Exercise instructions: Write out exactly the lines running from the one with "counter reset after" to the last line of the entries, keeping both the first and the last.

Information supplied:
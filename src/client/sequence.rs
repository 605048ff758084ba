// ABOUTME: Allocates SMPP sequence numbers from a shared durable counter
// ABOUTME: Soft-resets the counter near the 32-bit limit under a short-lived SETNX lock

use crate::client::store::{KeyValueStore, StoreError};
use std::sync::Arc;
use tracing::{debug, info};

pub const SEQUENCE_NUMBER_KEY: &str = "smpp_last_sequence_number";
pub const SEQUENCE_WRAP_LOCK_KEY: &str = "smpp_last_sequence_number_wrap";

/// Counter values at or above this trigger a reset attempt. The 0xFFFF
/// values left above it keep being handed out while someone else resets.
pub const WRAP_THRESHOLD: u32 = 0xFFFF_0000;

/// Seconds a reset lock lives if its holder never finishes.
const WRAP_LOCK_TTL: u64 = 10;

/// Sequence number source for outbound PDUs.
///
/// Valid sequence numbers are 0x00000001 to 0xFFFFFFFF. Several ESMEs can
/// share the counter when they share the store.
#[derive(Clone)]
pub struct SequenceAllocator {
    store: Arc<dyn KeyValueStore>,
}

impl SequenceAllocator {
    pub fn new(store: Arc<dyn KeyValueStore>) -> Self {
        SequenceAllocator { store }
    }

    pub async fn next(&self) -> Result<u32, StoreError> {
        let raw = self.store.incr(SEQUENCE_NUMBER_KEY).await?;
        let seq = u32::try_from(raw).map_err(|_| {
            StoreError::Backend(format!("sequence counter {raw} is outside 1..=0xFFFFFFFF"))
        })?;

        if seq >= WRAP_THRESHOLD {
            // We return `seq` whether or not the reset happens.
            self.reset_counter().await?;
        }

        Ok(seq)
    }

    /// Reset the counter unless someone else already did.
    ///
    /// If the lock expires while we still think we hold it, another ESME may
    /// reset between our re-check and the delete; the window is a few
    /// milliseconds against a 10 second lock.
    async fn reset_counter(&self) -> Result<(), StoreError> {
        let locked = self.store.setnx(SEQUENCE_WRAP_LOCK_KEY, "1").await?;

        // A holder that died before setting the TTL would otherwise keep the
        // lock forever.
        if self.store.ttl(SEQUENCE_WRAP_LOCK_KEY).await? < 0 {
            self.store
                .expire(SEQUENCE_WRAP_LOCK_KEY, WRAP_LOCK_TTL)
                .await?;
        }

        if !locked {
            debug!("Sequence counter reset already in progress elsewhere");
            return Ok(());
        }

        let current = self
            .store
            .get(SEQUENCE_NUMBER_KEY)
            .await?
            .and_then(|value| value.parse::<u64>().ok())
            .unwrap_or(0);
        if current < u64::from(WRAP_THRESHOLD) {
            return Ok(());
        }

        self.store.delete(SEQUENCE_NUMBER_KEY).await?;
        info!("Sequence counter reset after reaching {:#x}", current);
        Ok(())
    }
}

Response area:
        info!("Sequence counter reset after reaching {:#x}", current);
        Ok(())
    }
}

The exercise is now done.